WHAT NEEDS TO BE DONE:
Repeat every entry exactly as given.

SOURCE DATA:
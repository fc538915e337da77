//! Google Cloud Text-to-Speech REST client.

use std::time::Duration;

use async_trait::async_trait;
use serde::{Deserialize, Serialize};
use tracing::{debug, info};

use hot_topic_core::audio::AudioPayload;
use hot_topic_core::config::Config;

use crate::SpeechSynthesizer;

const REQUEST_TIMEOUT: Duration = Duration::from_secs(60);

pub struct GoogleTtsClient {
    base_url: String,
    api_key: Option<String>,
    voice: String,
    language_code: String,
    audio_encoding: String,
    speaking_rate: Option<f64>,
    client: reqwest::Client,
}

#[derive(Debug, Serialize)]
#[serde(rename_all = "camelCase")]
struct SynthesizeRequest<'a> {
    input: SynthesisInput<'a>,
    voice: VoiceSelection<'a>,
    audio_config: AudioConfig<'a>,
}

#[derive(Debug, Serialize)]
struct SynthesisInput<'a> {
    text: &'a str,
}

#[derive(Debug, Serialize)]
#[serde(rename_all = "camelCase")]
struct VoiceSelection<'a> {
    language_code: &'a str,
    name: &'a str,
}

#[derive(Debug, Serialize)]
#[serde(rename_all = "camelCase")]
struct AudioConfig<'a> {
    audio_encoding: &'a str,
    #[serde(skip_serializing_if = "Option::is_none")]
    speaking_rate: Option<f64>,
}

#[derive(Debug, Deserialize)]
#[serde(rename_all = "camelCase")]
struct SynthesizeResponse {
    #[serde(default)]
    audio_content: Option<serde_json::Value>,
}

impl GoogleTtsClient {
    pub fn from_config(config: &Config) -> Self {
        Self {
            base_url: config.tts_base_url().trim_end_matches('/').to_string(),
            api_key: config.tts_api_key(),
            voice: config.tts_voice(),
            language_code: config.tts_language_code(),
            audio_encoding: config.tts_audio_encoding(),
            speaking_rate: config.tts_speaking_rate(),
            client: reqwest::Client::builder()
                .timeout(REQUEST_TIMEOUT)
                .build()
                .unwrap_or_default(),
        }
    }

    pub fn with_base_url(mut self, base_url: &str) -> Self {
        self.base_url = base_url.trim_end_matches('/').to_string();
        self
    }

    pub fn with_api_key(mut self, api_key: Option<String>) -> Self {
        self.api_key = api_key;
        self
    }

    pub fn voice(&self) -> &str {
        &self.voice
    }

    fn request_body<'a>(&'a self, text: &'a str) -> SynthesizeRequest<'a> {
        SynthesizeRequest {
            input: SynthesisInput { text },
            voice: VoiceSelection {
                language_code: &self.language_code,
                name: &self.voice,
            },
            audio_config: AudioConfig {
                audio_encoding: &self.audio_encoding,
                speaking_rate: self.speaking_rate,
            },
        }
    }
}

#[async_trait]
impl SpeechSynthesizer for GoogleTtsClient {
    fn id(&self) -> &str {
        "google"
    }

    async fn synthesize(&self, text: &str) -> anyhow::Result<AudioPayload> {
        let api_key = self
            .api_key
            .as_deref()
            .ok_or_else(|| anyhow::anyhow!("No TTS API key configured"))?;

        debug!(voice = %self.voice, text_len = text.len(), "Requesting speech synthesis");

        let resp = self
            .client
            .post(format!("{}/v1/text:synthesize", self.base_url))
            .query(&[("key", api_key)])
            .json(&self.request_body(text))
            .send()
            .await?;

        if !resp.status().is_success() {
            let status = resp.status();
            let body = resp.text().await.unwrap_or_default();
            anyhow::bail!("TTS API error {status}: {body}");
        }

        let body: SynthesizeResponse = resp.json().await?;
        let content = body
            .audio_content
            .ok_or_else(|| anyhow::anyhow!("TTS response carried no audioContent"))?;
        let audio = AudioPayload::from_json(&content)?;

        info!(
            voice = %self.voice,
            bytes = audio.len(),
            mime = audio.mime_type(),
            "Speech synthesized"
        );
        Ok(audio)
    }
}

#[cfg(test)]
mod tests {
    use super::*;

    #[test]
    fn test_request_body_shape() {
        let client = GoogleTtsClient::from_config(&Config::default());
        let body = serde_json::to_value(client.request_body("こんにちは")).unwrap();
        assert_eq!(body["input"]["text"], "こんにちは");
        assert_eq!(body["voice"]["languageCode"], "ja-JP");
        assert_eq!(body["voice"]["name"], "ja-JP-Neural2-D");
        assert_eq!(body["audioConfig"]["audioEncoding"], "LINEAR16");
        assert!(body["audioConfig"].get("speakingRate").is_none());
    }

    #[tokio::test]
    async fn test_missing_key_is_fault() {
        let client = GoogleTtsClient::from_config(&Config::default())
            .with_base_url("http://127.0.0.1:9")
            .with_api_key(None);
        let err = client.synthesize("text").await.unwrap_err();
        assert!(err.to_string().contains("No TTS API key"));
    }
}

RESPONSE TO THE EXERCISE:
repository fc538915e337da77
//! Google Cloud Text-to-Speech REST client.

use std::time::Duration;

use async_trait::async_trait;
use serde::{Deserialize, Serialize};
use tracing::{debug, info};

use hot_topic_core::audio::AudioPayload;
use hot_topic_core::config::Config;

use crate::SpeechSynthesizer;

const REQUEST_TIMEOUT: Duration = Duration::from_secs(60);

pub struct GoogleTtsClient {
    base_url: String,
    api_key: Option<String>,
    voice: String,
    language_code: String,
    audio_encoding: String,
    speaking_rate: Option<f64>,
    client: reqwest::Client,
}

#[derive(Debug, Serialize)]
#[serde(rename_all = "camelCase")]
struct SynthesizeRequest<'a> {
    input: SynthesisInput<'a>,
    voice: VoiceSelection<'a>,
    audio_config: AudioConfig<'a>,
}

#[derive(Debug, Serialize)]
struct SynthesisInput<'a> {
    text: &'a str,
}

#[derive(Debug, Serialize)]
#[serde(rename_all = "camelCase")]
struct VoiceSelection<'a> {
    language_code: &'a str,
    name: &'a str,
}

#[derive(Debug, Serialize)]
#[serde(rename_all = "camelCase")]
struct AudioConfig<'a> {
    audio_encoding: &'a str,
    #[serde(skip_serializing_if = "Option::is_none")]
    speaking_rate: Option<f64>,
}

#[derive(Debug, Deserialize)]
#[serde(rename_all = "camelCase")]
struct SynthesizeResponse {
    #[serde(default)]
    audio_content: Option<serde_json::Value>,
}

impl GoogleTtsClient {
    pub fn from_config(config: &Config) -> Self {
        Self {
            base_url: config.tts_base_url().trim_end_matches('/').to_string(),
            api_key: config.tts_api_key(),
            voice: config.tts_voice(),
            language_code: config.tts_language_code(),
            audio_encoding: config.tts_audio_encoding(),
            speaking_rate: config.tts_speaking_rate(),
            client: reqwest::Client::builder()
                .timeout(REQUEST_TIMEOUT)
                .build()
                .unwrap_or_default(),
        }
    }

    pub fn with_base_url(mut self, base_url: &str) -> Self {
        self.base_url = base_url.trim_end_matches('/').to_string();
        self
    }

    pub fn with_api_key(mut self, api_key: Option<String>) -> Self {
        self.api_key = api_key;
        self
    }

    pub fn voice(&self) -> &str {
        &self.voice
    }

    fn request_body<'a>(&'a self, text: &'a str) -> SynthesizeRequest<'a> {
        SynthesizeRequest {
            input: SynthesisInput { text },
            voice: VoiceSelection {
                language_code: &self.language_code,
                name: &self.voice,
            },
            audio_config: AudioConfig {
                audio_encoding: &self.audio_encoding,
                speaking_rate: self.speaking_rate,
            },
        }
    }
}

#[async_trait]
impl SpeechSynthesizer for GoogleTtsClient {
    fn id(&self) -> &str {
        "google"
    }

    async fn synthesize(&self, text: &str) -> anyhow::Result<AudioPayload> {
        let api_key = self
            .api_key
            .as_deref()
            .ok_or_else(|| anyhow::anyhow!("No TTS API key configured"))?;

        debug!(voice = %self.voice, text_len = text.len(), "Requesting speech synthesis");

        let resp = self
            .client
            .post(format!("{}/v1/text:synthesize", self.base_url))
            .query(&[("key", api_key)])
            .json(&self.request_body(text))
            .send()
            .await?;

        if !resp.status().is_success() {
            let status = resp.status();
            let body = resp.text().await.unwrap_or_default();
            anyhow::bail!("TTS API error {status}: {body}");
        }

        let body: SynthesizeResponse = resp.json().await?;
        let content = body
            .audio_content
            .ok_or_else(|| anyhow::anyhow!("TTS response carried no audioContent"))?;
        let audio = AudioPayload::from_json(&content)?;

        info!(
            voice = %self.voice,
            bytes = audio.len(),
            mime = audio.mime_type(),
            "Speech synthesized"
        );
        Ok(audio)
    }
}

#[cfg(test)]
mod tests {
    use super::*;

    #[test]
    fn test_request_body_shape() {
        let client = GoogleTtsClient::from_config(&Config::default());
        let body = serde_json::to_value(client.request_body("こんにちは")).unwrap();
        assert_eq!(body["input"]["text"], "こんにちは");
        assert_eq!(body["voice"]["languageCode"], "ja-JP");
        assert_eq!(body["voice"]["name"], "ja-JP-Neural2-D");
        assert_eq!(body["audioConfig"]["audioEncoding"], "LINEAR16");
        assert!(body["audioConfig"].get("speakingRate").is_none());
    }

    #[tokio::test]
    async fn test_missing_key_is_fault() {
        let client = GoogleTtsClient::from_config(&Config::default())
            .with_base_url("http://127.0.0.1:9")
            .with_api_key(None);
        let err = client.synthesize("text").await.unwrap_err();
        assert!(err.to_string().contains("No TTS API key"));
    }
}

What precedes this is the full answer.